TASK INSTRUCTIONS
A single total is needed, the number of lines of this listing that contain the string "array".

=== Section Start ===

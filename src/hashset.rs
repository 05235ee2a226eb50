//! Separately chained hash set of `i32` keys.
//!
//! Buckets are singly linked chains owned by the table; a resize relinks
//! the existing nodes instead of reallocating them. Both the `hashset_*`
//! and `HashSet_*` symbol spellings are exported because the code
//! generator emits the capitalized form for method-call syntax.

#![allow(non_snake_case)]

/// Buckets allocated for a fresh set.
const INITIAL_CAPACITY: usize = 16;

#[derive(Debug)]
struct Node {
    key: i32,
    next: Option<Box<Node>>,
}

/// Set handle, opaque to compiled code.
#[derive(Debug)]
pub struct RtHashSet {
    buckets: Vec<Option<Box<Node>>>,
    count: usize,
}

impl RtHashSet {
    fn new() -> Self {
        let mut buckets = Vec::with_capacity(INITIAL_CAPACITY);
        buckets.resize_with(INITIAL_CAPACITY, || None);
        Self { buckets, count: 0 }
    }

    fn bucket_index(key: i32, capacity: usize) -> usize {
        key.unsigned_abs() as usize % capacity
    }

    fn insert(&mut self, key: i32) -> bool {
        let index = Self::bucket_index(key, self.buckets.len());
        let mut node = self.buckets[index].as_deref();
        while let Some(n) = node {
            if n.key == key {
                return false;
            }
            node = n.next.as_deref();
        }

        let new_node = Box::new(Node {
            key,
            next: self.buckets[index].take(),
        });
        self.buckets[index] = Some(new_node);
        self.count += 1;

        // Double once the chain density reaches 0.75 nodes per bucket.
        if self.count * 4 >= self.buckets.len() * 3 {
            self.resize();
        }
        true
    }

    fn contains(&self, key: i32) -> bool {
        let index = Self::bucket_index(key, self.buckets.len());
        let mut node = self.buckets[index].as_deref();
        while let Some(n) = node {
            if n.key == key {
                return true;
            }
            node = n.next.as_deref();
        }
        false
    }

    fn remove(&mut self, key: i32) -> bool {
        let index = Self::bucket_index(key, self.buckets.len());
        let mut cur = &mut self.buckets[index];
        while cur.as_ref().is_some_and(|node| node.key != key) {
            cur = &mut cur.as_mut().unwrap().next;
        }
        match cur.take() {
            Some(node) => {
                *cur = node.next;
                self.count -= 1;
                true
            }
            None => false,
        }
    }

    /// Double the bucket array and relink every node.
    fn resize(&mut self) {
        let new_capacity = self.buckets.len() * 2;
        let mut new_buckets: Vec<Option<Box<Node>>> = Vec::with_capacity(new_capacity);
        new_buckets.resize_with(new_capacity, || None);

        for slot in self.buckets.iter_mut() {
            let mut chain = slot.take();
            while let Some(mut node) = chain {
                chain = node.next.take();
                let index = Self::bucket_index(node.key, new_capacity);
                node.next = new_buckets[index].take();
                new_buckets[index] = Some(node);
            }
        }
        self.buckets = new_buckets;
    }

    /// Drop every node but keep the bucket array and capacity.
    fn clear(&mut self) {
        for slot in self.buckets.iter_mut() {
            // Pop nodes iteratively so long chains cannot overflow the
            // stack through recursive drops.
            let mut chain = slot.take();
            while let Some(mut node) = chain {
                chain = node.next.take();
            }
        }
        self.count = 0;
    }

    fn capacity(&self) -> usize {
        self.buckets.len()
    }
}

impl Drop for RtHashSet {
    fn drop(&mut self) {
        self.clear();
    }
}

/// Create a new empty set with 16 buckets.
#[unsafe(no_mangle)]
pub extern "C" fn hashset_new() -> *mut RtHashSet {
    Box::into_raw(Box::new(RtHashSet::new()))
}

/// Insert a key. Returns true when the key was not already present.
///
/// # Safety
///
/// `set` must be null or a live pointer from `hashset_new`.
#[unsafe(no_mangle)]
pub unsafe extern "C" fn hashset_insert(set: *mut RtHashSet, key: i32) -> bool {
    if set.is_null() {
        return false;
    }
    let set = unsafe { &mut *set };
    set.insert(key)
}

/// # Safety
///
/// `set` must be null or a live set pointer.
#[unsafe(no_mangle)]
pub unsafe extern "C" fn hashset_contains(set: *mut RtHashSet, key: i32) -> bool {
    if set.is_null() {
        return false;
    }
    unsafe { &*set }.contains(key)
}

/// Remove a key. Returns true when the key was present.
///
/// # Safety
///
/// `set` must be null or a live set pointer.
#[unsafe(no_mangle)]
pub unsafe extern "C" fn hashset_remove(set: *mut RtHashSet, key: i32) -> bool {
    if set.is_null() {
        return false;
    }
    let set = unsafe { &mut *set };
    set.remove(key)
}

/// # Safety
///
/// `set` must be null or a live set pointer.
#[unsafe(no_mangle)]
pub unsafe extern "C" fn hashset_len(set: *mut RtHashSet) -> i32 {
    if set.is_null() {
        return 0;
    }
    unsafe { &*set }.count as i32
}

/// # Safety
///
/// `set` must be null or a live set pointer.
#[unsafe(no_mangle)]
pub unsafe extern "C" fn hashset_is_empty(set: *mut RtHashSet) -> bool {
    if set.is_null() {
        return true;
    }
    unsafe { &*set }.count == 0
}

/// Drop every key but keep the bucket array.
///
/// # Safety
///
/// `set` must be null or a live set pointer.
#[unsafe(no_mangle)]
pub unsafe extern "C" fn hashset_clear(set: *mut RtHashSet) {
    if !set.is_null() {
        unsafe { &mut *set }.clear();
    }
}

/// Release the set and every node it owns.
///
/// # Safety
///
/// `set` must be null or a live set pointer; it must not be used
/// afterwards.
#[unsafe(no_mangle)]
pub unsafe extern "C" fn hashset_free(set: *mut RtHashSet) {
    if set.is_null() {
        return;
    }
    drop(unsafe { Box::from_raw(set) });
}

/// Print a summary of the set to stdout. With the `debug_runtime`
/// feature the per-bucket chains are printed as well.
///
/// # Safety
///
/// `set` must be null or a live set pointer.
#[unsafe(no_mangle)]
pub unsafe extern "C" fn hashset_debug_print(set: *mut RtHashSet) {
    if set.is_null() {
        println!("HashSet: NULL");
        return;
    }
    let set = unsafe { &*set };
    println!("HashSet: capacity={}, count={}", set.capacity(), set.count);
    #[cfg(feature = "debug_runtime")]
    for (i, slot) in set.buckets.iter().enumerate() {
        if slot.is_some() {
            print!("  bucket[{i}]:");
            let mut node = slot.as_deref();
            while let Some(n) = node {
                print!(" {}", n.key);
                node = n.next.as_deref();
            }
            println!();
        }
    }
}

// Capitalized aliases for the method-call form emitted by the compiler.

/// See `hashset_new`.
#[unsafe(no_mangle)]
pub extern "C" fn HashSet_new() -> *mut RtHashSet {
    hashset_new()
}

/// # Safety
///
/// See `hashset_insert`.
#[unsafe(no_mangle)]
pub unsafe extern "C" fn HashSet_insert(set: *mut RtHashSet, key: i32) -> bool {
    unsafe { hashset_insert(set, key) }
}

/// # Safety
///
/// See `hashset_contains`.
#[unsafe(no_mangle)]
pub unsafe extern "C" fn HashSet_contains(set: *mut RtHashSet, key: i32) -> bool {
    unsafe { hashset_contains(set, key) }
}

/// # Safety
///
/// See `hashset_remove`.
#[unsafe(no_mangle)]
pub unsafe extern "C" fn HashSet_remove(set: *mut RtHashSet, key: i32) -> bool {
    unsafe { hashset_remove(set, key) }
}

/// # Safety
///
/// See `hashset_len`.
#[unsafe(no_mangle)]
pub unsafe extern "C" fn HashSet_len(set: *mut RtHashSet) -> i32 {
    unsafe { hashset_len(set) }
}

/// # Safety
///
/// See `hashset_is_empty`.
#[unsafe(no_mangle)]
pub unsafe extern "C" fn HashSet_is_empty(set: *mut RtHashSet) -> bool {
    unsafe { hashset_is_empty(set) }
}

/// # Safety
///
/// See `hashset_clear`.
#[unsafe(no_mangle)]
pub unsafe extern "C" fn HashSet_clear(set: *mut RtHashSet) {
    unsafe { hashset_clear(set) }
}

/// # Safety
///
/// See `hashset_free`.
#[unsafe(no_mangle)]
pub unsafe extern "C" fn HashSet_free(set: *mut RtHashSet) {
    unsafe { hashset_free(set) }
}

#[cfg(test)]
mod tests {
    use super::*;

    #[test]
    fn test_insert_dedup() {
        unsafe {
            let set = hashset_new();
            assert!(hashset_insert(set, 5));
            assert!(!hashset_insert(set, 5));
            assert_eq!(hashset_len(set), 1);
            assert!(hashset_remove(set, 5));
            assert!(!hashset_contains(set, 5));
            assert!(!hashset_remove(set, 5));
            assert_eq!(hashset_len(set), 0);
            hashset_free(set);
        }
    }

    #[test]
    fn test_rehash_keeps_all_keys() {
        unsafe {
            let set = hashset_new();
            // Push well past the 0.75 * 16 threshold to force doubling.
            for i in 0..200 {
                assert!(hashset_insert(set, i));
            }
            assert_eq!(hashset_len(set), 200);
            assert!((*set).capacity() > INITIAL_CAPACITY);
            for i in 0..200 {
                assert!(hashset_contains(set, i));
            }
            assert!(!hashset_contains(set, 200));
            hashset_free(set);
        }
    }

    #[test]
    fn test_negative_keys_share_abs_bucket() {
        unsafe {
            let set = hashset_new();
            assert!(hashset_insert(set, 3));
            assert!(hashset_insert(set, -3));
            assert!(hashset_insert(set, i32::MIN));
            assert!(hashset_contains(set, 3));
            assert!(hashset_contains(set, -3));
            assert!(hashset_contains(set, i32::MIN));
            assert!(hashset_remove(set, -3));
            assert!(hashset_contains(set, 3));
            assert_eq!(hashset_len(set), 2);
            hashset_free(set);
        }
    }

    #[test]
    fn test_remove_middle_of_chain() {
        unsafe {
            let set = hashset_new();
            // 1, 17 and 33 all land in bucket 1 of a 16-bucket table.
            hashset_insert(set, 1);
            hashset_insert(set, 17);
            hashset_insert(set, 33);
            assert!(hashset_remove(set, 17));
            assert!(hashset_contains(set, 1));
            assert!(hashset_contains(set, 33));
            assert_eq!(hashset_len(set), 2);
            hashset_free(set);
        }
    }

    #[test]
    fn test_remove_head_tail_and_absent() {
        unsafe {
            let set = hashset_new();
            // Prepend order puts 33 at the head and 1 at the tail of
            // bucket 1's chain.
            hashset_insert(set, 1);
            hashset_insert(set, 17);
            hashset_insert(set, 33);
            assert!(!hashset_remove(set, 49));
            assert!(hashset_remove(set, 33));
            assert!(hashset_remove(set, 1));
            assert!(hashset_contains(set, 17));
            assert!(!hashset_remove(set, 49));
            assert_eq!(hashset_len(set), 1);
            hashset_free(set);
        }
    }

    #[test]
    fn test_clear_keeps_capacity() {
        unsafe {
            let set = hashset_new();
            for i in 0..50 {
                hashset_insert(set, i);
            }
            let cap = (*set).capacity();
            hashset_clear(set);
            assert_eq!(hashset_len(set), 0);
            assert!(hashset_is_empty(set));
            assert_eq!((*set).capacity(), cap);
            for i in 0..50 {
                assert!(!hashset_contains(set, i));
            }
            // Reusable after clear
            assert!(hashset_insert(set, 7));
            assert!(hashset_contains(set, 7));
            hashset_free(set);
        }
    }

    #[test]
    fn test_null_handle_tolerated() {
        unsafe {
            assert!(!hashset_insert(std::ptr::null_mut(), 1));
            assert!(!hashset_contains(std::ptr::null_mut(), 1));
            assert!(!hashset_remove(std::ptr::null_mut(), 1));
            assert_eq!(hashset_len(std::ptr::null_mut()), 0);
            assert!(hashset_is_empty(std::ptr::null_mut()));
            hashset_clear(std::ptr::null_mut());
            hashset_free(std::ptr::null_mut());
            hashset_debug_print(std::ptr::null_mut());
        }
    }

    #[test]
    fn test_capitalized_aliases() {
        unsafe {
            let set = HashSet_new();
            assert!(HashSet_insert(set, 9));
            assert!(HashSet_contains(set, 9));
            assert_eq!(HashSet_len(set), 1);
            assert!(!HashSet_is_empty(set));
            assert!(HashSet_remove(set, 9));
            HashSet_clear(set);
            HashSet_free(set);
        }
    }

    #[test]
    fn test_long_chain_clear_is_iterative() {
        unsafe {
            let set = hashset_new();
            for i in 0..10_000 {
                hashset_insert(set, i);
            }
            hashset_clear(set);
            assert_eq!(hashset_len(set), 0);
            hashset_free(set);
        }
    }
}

=== Section End ===

OUTPUT OF THE EXERCISE
3